Today’s office space is more than just a ‘place of work’. It needs to feel like an extension of the home, incorporating inviting spaces designed with comfort and social interaction in mind, whether this be break areas, relaxation spaces, reception areas or meeting rooms.
The current cost of living means many employees are not blessed with generous amounts of personal space or to setup dedicated home offices. Business can help, by applying a home-ification philosophy and creating a workplace that reflects what employees need but may not already have, enabling them to feel at home at work.
Designers need to find ways to foster a sense of tranquillity at the office, considering the psychological effects of different colours and introducing soft gentle hues to provide a space where employees feel at ease. Some might even consider moving to an old, characterful building to help recreate the true feeling of ‘home’.
Incorporating ‘nooks’ is a simple way to help encourage employees to relax, and minimise the sense of being in an overly-corporate ‘work’ environment.
Nature has a profound impact on human wellbeing, and incorporating natural elements into office design can have tremendous benefits for employee health and happiness. One way to integrate nature into the office is by adding plants and greenery. Plants create a calming and stress-reducing environment. Additionally, views of nature, like windows overlooking green spaces or water features, can provide a sense of tranquillity and connection to the outdoors that employees might enjoy at home. Introducing soft furnishing solutions and warmer lighting can also help create a more inviting atmosphere.
According to The Economist, in a post-pandemic world, where hybrid working is becoming the norm and more businesses are looking to return to the office full time, the office is no longer simply a bricks and mortar work location, but rather ‘a social destination’

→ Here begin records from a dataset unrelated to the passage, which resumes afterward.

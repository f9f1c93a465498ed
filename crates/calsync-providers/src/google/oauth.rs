//! OAuth 2.0 refresh-token grant against Google's token endpoint.
//!
//! The initial authorization-code grant happens in the identity provider;
//! this side only renews access tokens.

use serde::Deserialize;
use tracing::{debug, info, warn};

use crate::error::{ProviderError, ProviderResult};

use super::config::OAuthCredentials;

/// OAuth client for the refresh-token grant.
#[derive(Debug, Clone)]
pub struct OAuthClient {
    credentials: OAuthCredentials,
    token_url: String,
    http_client: reqwest::Client,
}

/// Successful token endpoint response.
#[derive(Debug, Deserialize)]
struct TokenResponse {
    access_token: String,
    #[serde(default)]
    expires_in: Option<i64>,
}

/// Error body returned by the token endpoint.
#[derive(Debug, Default, Deserialize)]
struct TokenErrorResponse {
    #[serde(default)]
    error: Option<String>,
    #[serde(default)]
    error_description: Option<String>,
}

impl OAuthClient {
    pub fn new(
        credentials: OAuthCredentials,
        token_url: impl Into<String>,
        http_client: reqwest::Client,
    ) -> Self {
        Self {
            credentials,
            token_url: token_url.into(),
            http_client,
        }
    }

    /// Exchanges `refresh_token` for a new access token.
    ///
    /// # Errors
    ///
    /// - `RefreshFailed` when the endpoint answers 400 or 401 (revoked,
    ///   expired or unknown refresh token, `invalid_grant`).
    /// - `RemoteUnavailable` for transport failures and other statuses.
    /// - `InvalidResponse` when a 2xx body has no access token.
    pub async fn refresh_token(&self, refresh_token: &str) -> ProviderResult<String> {
        let params = [
            ("grant_type", "refresh_token"),
            ("refresh_token", refresh_token),
            ("client_id", self.credentials.client_id.as_str()),
            ("client_secret", self.credentials.client_secret.as_str()),
        ];

        debug!(token_url = %self.token_url, "refreshing access token");

        let response = self
            .http_client
            .post(&self.token_url)
            .form(&params)
            .send()
            .await
            .map_err(|e| {
                ProviderError::unavailable(format!("token refresh request failed: {}", e))
                    .with_provider("google")
                    .with_source(e)
            })?;

        let status = response.status();
        let body = response.text().await.map_err(|e| {
            ProviderError::unavailable(format!("failed to read token response: {}", e))
                .with_provider("google")
        })?;

        if status == reqwest::StatusCode::BAD_REQUEST || status == reqwest::StatusCode::UNAUTHORIZED
        {
            let detail: TokenErrorResponse = serde_json::from_str(&body).unwrap_or_default();
            warn!(
                status = status.as_u16(),
                error = detail.error.as_deref().unwrap_or("unknown"),
                "refresh token rejected"
            );
            return Err(ProviderError::refresh_failed(format!(
                "refresh token rejected: {}",
                detail
                    .error_description
                    .or(detail.error)
                    .unwrap_or_else(|| body.clone())
            ))
            .with_provider("google")
            .with_status(status.as_u16()));
        }

        if !status.is_success() {
            return Err(
                ProviderError::unavailable(format!("token endpoint error: {}", body))
                    .with_provider("google")
                    .with_status(status.as_u16()),
            );
        }

        let token: TokenResponse = serde_json::from_str(&body).map_err(|e| {
            ProviderError::invalid_response(format!("invalid token response: {}", e))
                .with_provider("google")
        })?;

        if token.access_token.is_empty() {
            return Err(
                ProviderError::invalid_response("token response carried an empty access_token")
                    .with_provider("google"),
            );
        }

        info!(expires_in = ?token.expires_in, "refreshed access token");
        Ok(token.access_token)
    }
}
//! Engine error types.

use std::io;
use std::path::PathBuf;

use thiserror::Error;

/// Result type for store operations.
pub type StoreResult<T> = Result<T, StoreError>;

/// Errors raised by token and event stores.
#[derive(Debug, Error)]
pub enum StoreError {
    /// SQLite failure (connectivity, constraint, I/O).
    #[error("database error: {0}")]
    Database(#[from] rusqlite::Error),

    /// A structured column could not be encoded or decoded.
    #[error("serialization error: {0}")]
    Serialization(#[from] serde_json::Error),

    /// Filesystem error while preparing the database location.
    #[error("IO error: {0}")]
    Io(#[from] io::Error),

    /// A lock guarding the store was poisoned by a panicking writer.
    #[error("store lock poisoned")]
    Poisoned,

    /// A stored value does not decode into the data model.
    #[error("invalid stored data: {message}")]
    InvalidData { message: String },
}

impl StoreError {
    pub fn invalid_data(message: impl Into<String>) -> Self {
        Self::InvalidData {
            message: message.into(),
        }
    }
}

/// The only failures that leave [`CalendarSync`](crate::CalendarSync).
///
/// The reason is for logs; callers show [`SyncError::user_message`].
#[derive(Debug, Clone, PartialEq, Eq, Error)]
pub enum SyncError {
    /// No usable credential: the user has to connect the calendar again.
    #[error("not connected: {reason}")]
    NotConnected { reason: String },

    /// The remote or the store failed; the cursor was left unchanged.
    #[error("remote unavailable: {reason}")]
    RemoteUnavailable { reason: String },
}

impl SyncError {
    pub fn not_connected(reason: impl Into<String>) -> Self {
        Self::NotConnected {
            reason: reason.into(),
        }
    }

    pub fn unavailable(reason: impl Into<String>) -> Self {
        Self::RemoteUnavailable {
            reason: reason.into(),
        }
    }

    /// Returns the stable message shown to the user.
    pub fn user_message(&self) -> &'static str {
        match self {
            Self::NotConnected { .. } => "not connected, please reconnect",
            Self::RemoteUnavailable { .. } => "sync failed, will retry later",
        }
    }

    /// Returns true if running the sync again later may succeed without
    /// user action.
    pub fn is_retryable(&self) -> bool {
        matches!(self, Self::RemoteUnavailable { .. })
    }

    pub fn reason(&self) -> &str {
        match self {
            Self::NotConnected { reason } | Self::RemoteUnavailable { reason } => reason,
        }
    }
}

impl From<StoreError> for SyncError {
    fn from(err: StoreError) -> Self {
        Self::unavailable(format!("store failure: {}", err))
    }
}

/// Errors raised while loading [`SyncConfig`](crate::SyncConfig).
#[derive(Debug, Error)]
pub enum ConfigError {
    #[error("failed to read config {path}: {source}")]
    Read {
        path: PathBuf,
        #[source]
        source: io::Error,
    },

    #[error("failed to parse config: {0}")]
    Parse(#[from] toml::de::Error),

    #[error("invalid configuration: {message}")]
    Invalid { message: String },
}

impl ConfigError {
    pub fn invalid(message: impl Into<String>) -> Self {
        Self::Invalid {
            message: message.into(),
        }
    }
}
/// Collapses a provider failure into the two boundary kinds.
fn remote_failure(err: ProviderError) -> SyncError {
    match err.code() {
        ProviderErrorCode::RefreshFailed | ProviderErrorCode::AuthExpired => {
            SyncError::not_connected(err.to_string())
        }
        ProviderErrorCode::CursorInvalidated
        | ProviderErrorCode::RemoteUnavailable
        | ProviderErrorCode::InvalidResponse
        | ProviderErrorCode::Configuration => SyncError::unavailable(err.to_string()),
    }
}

There has been a paradigm shift in how we should approach office design. Offices should no longer be viewed as staff ‘containers’ but, rather, comfortable and inviting working spaces that promote social interaction, collaboration and productivity. Incorporating more homely design elements can help attract and retain new talent and clients, particularly those who prioritise integration between their professional and personal lives.
To encourage workers back to the office, businesses are going to have to think outside the box when briefing office designers to adapt to this new template, with the need for collaboration and employee wellbeing rising to the top of the agenda.